Start of Supplied material

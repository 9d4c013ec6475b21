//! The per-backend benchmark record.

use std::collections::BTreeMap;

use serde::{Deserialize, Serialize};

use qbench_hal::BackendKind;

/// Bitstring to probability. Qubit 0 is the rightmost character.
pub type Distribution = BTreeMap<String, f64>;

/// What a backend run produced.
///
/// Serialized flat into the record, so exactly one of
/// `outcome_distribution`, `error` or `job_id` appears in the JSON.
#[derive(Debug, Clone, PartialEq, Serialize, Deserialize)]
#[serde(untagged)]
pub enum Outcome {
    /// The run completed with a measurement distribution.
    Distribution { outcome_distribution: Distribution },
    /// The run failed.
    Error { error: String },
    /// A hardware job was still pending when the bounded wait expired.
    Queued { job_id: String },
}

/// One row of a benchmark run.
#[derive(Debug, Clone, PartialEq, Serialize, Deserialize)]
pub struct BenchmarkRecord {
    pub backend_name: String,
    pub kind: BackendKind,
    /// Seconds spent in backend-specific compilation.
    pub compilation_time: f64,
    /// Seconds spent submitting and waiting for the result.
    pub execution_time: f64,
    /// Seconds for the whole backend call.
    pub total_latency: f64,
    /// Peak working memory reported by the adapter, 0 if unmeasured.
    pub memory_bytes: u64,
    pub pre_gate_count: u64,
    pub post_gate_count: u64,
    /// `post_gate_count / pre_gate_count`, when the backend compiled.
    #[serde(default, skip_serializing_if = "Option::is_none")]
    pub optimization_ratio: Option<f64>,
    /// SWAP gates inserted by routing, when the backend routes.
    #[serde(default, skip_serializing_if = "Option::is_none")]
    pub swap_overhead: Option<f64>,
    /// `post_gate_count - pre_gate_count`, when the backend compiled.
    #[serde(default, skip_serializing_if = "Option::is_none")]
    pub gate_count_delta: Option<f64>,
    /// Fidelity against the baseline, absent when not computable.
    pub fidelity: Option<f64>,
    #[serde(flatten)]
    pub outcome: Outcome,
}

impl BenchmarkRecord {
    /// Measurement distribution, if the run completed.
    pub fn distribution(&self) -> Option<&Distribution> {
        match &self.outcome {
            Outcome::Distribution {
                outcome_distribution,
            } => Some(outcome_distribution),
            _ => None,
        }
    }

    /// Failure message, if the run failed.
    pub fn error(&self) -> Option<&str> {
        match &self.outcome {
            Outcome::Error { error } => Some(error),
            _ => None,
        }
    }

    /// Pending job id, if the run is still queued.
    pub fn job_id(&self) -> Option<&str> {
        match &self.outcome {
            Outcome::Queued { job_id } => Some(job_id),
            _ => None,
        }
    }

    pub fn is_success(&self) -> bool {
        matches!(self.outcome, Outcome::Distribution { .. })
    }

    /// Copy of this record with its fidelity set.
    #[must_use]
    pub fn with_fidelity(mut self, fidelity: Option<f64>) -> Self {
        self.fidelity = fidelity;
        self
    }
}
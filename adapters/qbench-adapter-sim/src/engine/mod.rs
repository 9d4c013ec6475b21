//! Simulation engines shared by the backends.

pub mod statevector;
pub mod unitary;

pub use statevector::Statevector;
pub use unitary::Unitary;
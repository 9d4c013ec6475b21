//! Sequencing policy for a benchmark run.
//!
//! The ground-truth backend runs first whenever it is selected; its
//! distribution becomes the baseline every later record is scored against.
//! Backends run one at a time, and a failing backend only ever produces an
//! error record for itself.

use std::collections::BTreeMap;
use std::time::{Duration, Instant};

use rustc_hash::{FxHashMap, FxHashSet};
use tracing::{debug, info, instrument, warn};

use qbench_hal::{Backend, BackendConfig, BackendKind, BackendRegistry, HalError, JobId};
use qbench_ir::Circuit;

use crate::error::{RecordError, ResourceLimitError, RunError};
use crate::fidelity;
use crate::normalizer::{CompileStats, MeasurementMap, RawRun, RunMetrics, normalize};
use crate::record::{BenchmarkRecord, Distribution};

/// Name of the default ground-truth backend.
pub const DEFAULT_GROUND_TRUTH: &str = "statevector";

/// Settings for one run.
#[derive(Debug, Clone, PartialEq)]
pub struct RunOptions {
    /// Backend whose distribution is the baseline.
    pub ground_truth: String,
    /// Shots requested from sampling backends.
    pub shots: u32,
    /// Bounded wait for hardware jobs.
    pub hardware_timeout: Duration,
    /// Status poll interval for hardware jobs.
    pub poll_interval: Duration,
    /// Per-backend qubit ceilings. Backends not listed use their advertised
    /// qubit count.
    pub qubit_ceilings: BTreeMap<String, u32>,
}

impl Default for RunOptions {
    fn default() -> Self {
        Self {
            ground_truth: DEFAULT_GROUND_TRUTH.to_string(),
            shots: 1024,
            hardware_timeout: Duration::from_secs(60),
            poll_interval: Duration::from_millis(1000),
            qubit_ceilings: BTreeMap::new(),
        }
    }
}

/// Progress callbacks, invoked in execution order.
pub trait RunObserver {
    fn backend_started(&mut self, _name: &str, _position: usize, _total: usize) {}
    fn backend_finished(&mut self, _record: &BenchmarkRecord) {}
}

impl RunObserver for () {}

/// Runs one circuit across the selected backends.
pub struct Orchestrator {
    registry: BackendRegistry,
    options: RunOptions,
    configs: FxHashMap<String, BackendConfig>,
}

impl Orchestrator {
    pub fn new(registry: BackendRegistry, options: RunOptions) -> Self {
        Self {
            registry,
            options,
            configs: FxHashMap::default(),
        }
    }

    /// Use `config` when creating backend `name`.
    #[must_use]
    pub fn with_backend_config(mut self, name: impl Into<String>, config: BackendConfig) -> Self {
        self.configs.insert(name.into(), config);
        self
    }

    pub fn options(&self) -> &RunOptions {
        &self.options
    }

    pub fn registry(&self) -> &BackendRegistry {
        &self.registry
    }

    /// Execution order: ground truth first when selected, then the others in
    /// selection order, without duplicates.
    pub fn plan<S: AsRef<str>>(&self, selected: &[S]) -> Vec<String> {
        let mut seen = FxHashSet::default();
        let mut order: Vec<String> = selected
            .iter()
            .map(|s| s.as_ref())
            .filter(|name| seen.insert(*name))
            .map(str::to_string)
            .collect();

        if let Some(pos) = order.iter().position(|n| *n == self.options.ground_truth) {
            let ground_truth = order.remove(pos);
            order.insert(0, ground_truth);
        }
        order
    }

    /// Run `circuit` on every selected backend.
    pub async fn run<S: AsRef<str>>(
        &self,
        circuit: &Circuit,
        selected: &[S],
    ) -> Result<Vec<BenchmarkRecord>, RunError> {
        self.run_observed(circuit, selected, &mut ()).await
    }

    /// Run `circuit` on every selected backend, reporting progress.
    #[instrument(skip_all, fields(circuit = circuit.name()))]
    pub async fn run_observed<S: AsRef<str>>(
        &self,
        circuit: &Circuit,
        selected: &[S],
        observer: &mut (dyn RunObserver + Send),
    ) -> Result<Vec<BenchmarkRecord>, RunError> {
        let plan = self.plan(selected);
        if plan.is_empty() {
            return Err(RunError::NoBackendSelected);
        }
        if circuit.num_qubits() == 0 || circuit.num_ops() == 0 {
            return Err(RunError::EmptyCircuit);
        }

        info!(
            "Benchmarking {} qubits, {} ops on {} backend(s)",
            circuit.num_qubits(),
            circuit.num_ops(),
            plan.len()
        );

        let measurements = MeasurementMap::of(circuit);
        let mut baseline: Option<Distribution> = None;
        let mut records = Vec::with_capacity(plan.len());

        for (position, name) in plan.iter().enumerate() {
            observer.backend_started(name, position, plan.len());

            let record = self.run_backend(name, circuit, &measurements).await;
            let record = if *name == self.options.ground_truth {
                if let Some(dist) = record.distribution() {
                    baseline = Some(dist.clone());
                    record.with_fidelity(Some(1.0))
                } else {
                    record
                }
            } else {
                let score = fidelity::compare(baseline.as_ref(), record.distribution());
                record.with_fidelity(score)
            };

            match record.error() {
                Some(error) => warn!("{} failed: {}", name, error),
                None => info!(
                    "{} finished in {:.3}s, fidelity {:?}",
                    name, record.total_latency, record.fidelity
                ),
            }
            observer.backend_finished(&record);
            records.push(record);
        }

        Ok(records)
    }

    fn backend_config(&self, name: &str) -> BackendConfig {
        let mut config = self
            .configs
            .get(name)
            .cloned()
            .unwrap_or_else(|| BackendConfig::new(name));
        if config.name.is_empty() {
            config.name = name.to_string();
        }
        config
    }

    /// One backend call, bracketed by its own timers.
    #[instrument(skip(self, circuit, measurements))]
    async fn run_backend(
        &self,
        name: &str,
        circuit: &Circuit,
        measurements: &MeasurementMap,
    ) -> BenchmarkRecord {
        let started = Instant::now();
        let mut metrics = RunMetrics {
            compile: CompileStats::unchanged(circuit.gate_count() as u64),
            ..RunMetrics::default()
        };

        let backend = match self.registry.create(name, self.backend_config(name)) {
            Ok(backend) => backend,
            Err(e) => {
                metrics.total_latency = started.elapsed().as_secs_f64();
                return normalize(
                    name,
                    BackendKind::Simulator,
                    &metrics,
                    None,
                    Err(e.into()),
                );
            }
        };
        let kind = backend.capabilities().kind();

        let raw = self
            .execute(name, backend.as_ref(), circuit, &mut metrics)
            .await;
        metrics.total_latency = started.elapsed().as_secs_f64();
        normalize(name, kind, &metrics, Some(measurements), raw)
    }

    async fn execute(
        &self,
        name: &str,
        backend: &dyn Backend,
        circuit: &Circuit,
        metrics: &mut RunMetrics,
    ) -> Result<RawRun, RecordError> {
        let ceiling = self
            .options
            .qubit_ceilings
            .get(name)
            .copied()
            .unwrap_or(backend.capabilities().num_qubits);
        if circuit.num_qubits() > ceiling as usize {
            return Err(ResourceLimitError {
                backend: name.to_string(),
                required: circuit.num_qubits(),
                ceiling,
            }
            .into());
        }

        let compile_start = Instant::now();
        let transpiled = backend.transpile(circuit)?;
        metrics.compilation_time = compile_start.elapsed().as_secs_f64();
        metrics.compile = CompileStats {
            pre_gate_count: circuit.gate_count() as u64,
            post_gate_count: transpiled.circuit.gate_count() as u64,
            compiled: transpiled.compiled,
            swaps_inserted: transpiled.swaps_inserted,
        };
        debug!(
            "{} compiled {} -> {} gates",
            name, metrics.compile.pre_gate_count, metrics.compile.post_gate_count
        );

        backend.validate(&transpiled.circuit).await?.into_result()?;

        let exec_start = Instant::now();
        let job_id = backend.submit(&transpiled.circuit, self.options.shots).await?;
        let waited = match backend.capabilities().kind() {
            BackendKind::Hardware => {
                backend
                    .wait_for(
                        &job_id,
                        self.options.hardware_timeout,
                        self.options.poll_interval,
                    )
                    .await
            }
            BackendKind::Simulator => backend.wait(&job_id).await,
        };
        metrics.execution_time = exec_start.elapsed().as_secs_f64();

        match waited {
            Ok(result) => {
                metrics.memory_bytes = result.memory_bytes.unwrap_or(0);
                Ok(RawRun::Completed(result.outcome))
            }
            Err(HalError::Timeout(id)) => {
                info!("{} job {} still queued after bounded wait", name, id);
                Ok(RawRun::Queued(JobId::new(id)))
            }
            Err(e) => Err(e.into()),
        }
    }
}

End of Supplied material

Please return, exactly as written, the line containing "post_gate_count: transpiled.circuit.gate_count() as" and every line after it through the end of the records above, and nothing else.

            post_gate_count: transpiled.circuit.gate_count() as u64,
            compiled: transpiled.compiled,
            swaps_inserted: transpiled.swaps_inserted,
        };
        debug!(
            "{} compiled {} -> {} gates",
            name, metrics.compile.pre_gate_count, metrics.compile.post_gate_count
        );

        backend.validate(&transpiled.circuit).await?.into_result()?;

        let exec_start = Instant::now();
        let job_id = backend.submit(&transpiled.circuit, self.options.shots).await?;
        let waited = match backend.capabilities().kind() {
            BackendKind::Hardware => {
                backend
                    .wait_for(
                        &job_id,
                        self.options.hardware_timeout,
                        self.options.poll_interval,
                    )
                    .await
            }
            BackendKind::Simulator => backend.wait(&job_id).await,
        };
        metrics.execution_time = exec_start.elapsed().as_secs_f64();

        match waited {
            Ok(result) => {
                metrics.memory_bytes = result.memory_bytes.unwrap_or(0);
                Ok(RawRun::Completed(result.outcome))
            }
            Err(HalError::Timeout(id)) => {
                info!("{} job {} still queued after bounded wait", name, id);
                Ok(RawRun::Queued(JobId::new(id)))
            }
            Err(e) => Err(e.into()),
        }
    }
}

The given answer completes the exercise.